Topkapi Palace – This expansive castle-like compound was home to the Sultans of the Ottoman Empire for over 400 years. Comprised of four main courtyards, mosques, bakeries, a harem, a mint, and a hospital, 4,000 people once lived within the protection of its outer walls. Since 1924, it has been used as a museum in an effort to preserve history – and not just the structure. Contained in the ‘Treasury’ are various religious artifacts including many from the Prophet Mohammed (including fragments of his teeth and beard), as well as a sword the Turks claim to have belonged to King David, and a wooden stick supposedly Moses’ Rod. I may be a skeptic; however, you’d have to be pretty gullible to believe the staff of Moses – that God turned into a serpent – is sitting inside a Plexiglas case in a random Istanbul museum (sorry guys, no pics were allowed but you can Google it if you’d like).
Sultan Ahmed (Blue) Mosque – The most famous mosque in the world stands just on the other side of the garden fountain from the Hagia Sophia. Named by visitors due to the brilliant blue tiles adorning the interior walls, the Blue Mosque was built in 1616 during the rule of Ahmed I – who’s almost solely responsible for many of the still-standing structures in Sultanahmet (many Sultans of the Ottoman Empire were apparently very educated in a variety of subjects including architecture). The mosque is composed of nine domes and six minarets – far more than even the most elaborate of mosques. The inner ceiling is full of exquisitely detailed painted tile-work and the sheer awe one feels when entering is astounding (the size of the space is incredible and was hard to capture in photographs).

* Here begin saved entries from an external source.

use crate::api::Endpoint;
use crate::error::{Error, Result};
use crate::store::{StateKey, StoreState, WidgetStore};
use crate::traits::ChangelogTransport;
use crate::updates::{calculate_new_updates_count, extract_widget, now_ms, transform_publications};

/// Future returned by an action handler
pub type ActionFuture = Pin<Box<dyn Future<Output = Result<()>> + Send>>;

/// Action handler: takes the optional event payload
pub type ActionHandler = Arc<dyn Fn(Option<Value>) -> ActionFuture + Send + Sync>;

/// Action names understood by the table
pub mod names {
    pub const LOAD_UPDATES: &str = "loadUpdates";
    pub const LOAD_MOCK_UPDATES: &str = "loadMockUpdates";
    pub const MARK_VIEWED: &str = "markViewed";
    pub const MARK_ALL_VIEWED: &str = "markAllViewed";
    pub const OPEN_DISPLAY: &str = "openDisplay";
    pub const CLOSE_DISPLAY: &str = "closeDisplay";
    pub const TOGGLE_DISPLAY: &str = "toggleDisplay";
    pub const CALCULATE_NEW_COUNT: &str = "calculateNewCount";
}

/// A store plus the actions allowed to mutate it
#[derive(Clone)]
pub struct ScopedStore {
    store: WidgetStore,
    actions: ScopedActions,
}

impl ScopedStore {
    /// Create a fresh store and its actions
    pub fn new(transport: Arc<dyn ChangelogTransport>, api_base: impl Into<String>) -> Self {
        let store = WidgetStore::new(StoreState::default());
        install_derived_count(&store);

        let actions = ScopedActions {
            store: store.clone(),
            transport,
            api_base: Arc::from(api_base.into()),
        };

        Self { store, actions }
    }

    /// The reactive state
    pub fn store(&self) -> &WidgetStore {
        &self.store
    }

    /// The mutating actions
    pub fn actions(&self) -> &ScopedActions {
        &self.actions
    }
}

fn install_derived_count(store: &WidgetStore) {
    for key in [StateKey::LastViewed, StateKey::Updates] {
        let weak = store.downgrade();
        // Lives until the store is disposed
        let _permanent = store.on_change(key, move |_, _| {
            if let Some(store) = weak.upgrade() {
                recompute(&store);
            }
        });
    }
}

fn recompute(store: &WidgetStore) {
    let count = calculate_new_updates_count(&store.updates(), store.last_viewed());
    store.set_new_updates_count(count);
}

/// Domain actions over one scope's store
#[derive(Clone)]
pub struct ScopedActions {
    store: WidgetStore,
    transport: Arc<dyn ChangelogTransport>,
    api_base: Arc<str>,
}

impl std::fmt::Debug for ScopedActions {
    fn fmt(&self, f: &mut std::fmt::Formatter<'_>) -> std::fmt::Result {
        f.debug_struct("ScopedActions")
            .field("transport", &self.transport.transport_name())
            .field("api_base", &self.api_base)
            .finish()
    }
}

impl ScopedActions {
    /// Fetch updates from a slug or URL into the store
    ///
    /// Never fails: a missing source, a non-2xx status, a network error or a
    /// malformed body all end in `error = Some(..)` and `is_loading = false`.
    pub async fn load_updates(&self, slug: Option<&str>, url: Option<&str>) {
        let url = match Endpoint::resolve(&self.api_base, slug, url) {
            Ok(endpoint) => endpoint.updates_url(),
            Err(e) => {
                error!("Cannot load updates: {}", e);
                self.store.set_error(Some(e.to_string()));
                self.store.set_loading(false);
                return;
            }
        };

        self.store.set_loading(true);
        self.store.set_error(None);

        match self.transport.get_json(&url).await {
            Ok(body) => self.apply_payload(&body),
            Err(e) => {
                warn!("Failed to load updates from {}: {}", url, e);
                self.store.set_error(Some(e.to_string()));
            }
        }

        self.store.set_loading(false);
    }

    /// Load a raw payload without the network
    pub fn load_mock_updates(&self, data: &Value) {
        self.store.set_loading(true);
        self.store.set_error(None);
        self.apply_payload(data);
        self.store.set_loading(false);
    }

    fn apply_payload(&self, body: &Value) {
        match transform_publications(body) {
            Ok(updates) => {
                debug!("Loaded {} updates", updates.len());
                self.store.set_widget(extract_widget(body));
                self.store.set_updates(updates);
            }
            Err(e) => {
                warn!("Failed to parse updates payload: {}", e);
                self.store.set_error(Some(e.to_string()));
            }
        }
    }

    /// Set the last-viewed watermark (now when `None`)
    ///
    /// Non-positive timestamps are logged and ignored.
    pub fn mark_viewed(&self, timestamp: Option<i64>) {
        let timestamp = timestamp.unwrap_or_else(now_ms);
        if timestamp <= 0 {
            error!("Refusing to mark viewed with invalid timestamp {}", timestamp);
            return;
        }
        self.store.set_last_viewed(Some(timestamp));
    }

    /// Mark everything as viewed as of now
    pub fn mark_all_viewed(&self) {
        self.store.set_last_viewed(Some(now_ms()));
    }

    pub fn open_display(&self) {
        self.store.set_open(true);
    }

    pub fn close_display(&self) {
        self.store.set_open(false);
    }

    pub fn toggle_display(&self) {
        self.store.set_open(!self.store.is_open());
    }

    /// Force a recount of new updates
    pub fn calculate_new_count(&self) {
        recompute(&self.store);
    }

    /// Name-indexed table of every action
    pub fn action_table(&self) -> ActionTable {
        let mut table = ActionTable::default();

        let actions = self.clone();
        table.insert(names::LOAD_UPDATES, move |payload| {
            let actions = actions.clone();
            Box::pin(async move {
                let source: LoadSource = decode_payload(payload)?;
                actions
                    .load_updates(source.slug.as_deref(), source.url.as_deref())
                    .await;
                Ok(())
            })
        });

        let actions = self.clone();
        table.insert(names::LOAD_MOCK_UPDATES, move |payload| {
            let result = match payload {
                Some(data) => {
                    actions.load_mock_updates(&data);
                    Ok(())
                }
                None => Err(Error::invalid_input("loadMockUpdates requires a payload")),
            };
            Box::pin(async move { result })
        });

        let actions = self.clone();
        table.insert(names::MARK_VIEWED, move |payload| {
            let result = decode_timestamp(payload).map(|ts| actions.mark_viewed(ts));
            Box::pin(async move { result })
        });

        let actions = self.clone();
        table.insert_sync(names::MARK_ALL_VIEWED, move || actions.mark_all_viewed());
        let actions = self.clone();
        table.insert_sync(names::OPEN_DISPLAY, move || actions.open_display());
        let actions = self.clone();
        table.insert_sync(names::CLOSE_DISPLAY, move || actions.close_display());
        let actions = self.clone();
        table.insert_sync(names::TOGGLE_DISPLAY, move || actions.toggle_display());
        let actions = self.clone();
        table.insert_sync(names::CALCULATE_NEW_COUNT, move || actions.calculate_new_count());

        table
    }
}

#[derive(Debug, Default, Deserialize)]
struct LoadSource {
    #[serde(default)]
    slug: Option<String>,
    #[serde(default)]
    url: Option<String>,
}

fn decode_payload<T: for<'de> Deserialize<'de> + Default>(payload: Option<Value>) -> Result<T> {
    match payload {
        None | Some(Value::Null) => Ok(T::default()),
        Some(value) => Ok(serde_json::from_value(value)?),
    }
}

fn decode_timestamp(payload: Option<Value>) -> Result<Option<i64>> {
    match payload {
        None | Some(Value::Null) => Ok(None),
        Some(Value::Number(n)) => match n.as_i64().or_else(|| n.as_f64().map(|f| f as i64)) {
            Some(ts) if ts > 0 => Ok(Some(ts)),
            _ => Err(Error::invalid_timestamp(n.to_string())),
        },
        Some(other) => Err(Error::invalid_timestamp(other.to_string())),
    }
}

/// Name-indexed action handlers
#[derive(Clone, Default)]
pub struct ActionTable {
    handlers: BTreeMap<&'static str, ActionHandler>,
}

impl std::fmt::Debug for ActionTable {
    fn fmt(&self, f: &mut std::fmt::Formatter<'_>) -> std::fmt::Result {
        f.debug_list().entries(self.handlers.keys()).finish()
    }
}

Suleymaniye Hamam (or Turkish Bath) – Having experienced the Korean bathhouse, I felt that the Turkish variety was a must on the to-do list. This particular hamam is one of the oldest in the city, having been built between 1520 and 1566 by its namesake Sultan. The building is lavishly arched and domed, with marble inlay work on the walls and consists of three sections: cold, lukewarm, and hot. Temperatures in the hot area can reach 140 degrees Fahrenheit! Incidentally, this is the only hamam in which men and women enter together. The best part of this experience was the marble slab on which I was scrubbed and exfoliated happened to be the slab of choice of the magnificent Sultan himself!
Basilica Cistern – Also known as the Sunken Palace, was built by over 7,000 slaves in the 6th century under the orders of Roman emperor Justinian. The cistern is the largest of several hundred (believe it or not) beneath the city, located approximately 500 feet southwest of the Hagia Sophia. Today, it’s virtually empty although the room has the capacity to store 100,000 gallons of water! The source of the cistern’s supply was in the Belgrade Forest, 12 miles north of the original boundaries of Constantinople. The most interesting feature of the cistern is a pair of Medusa heads at the base of a couple columns in the northwest corner – one sideways and the other completely upside-down for the purpose of negating the power of her gaze.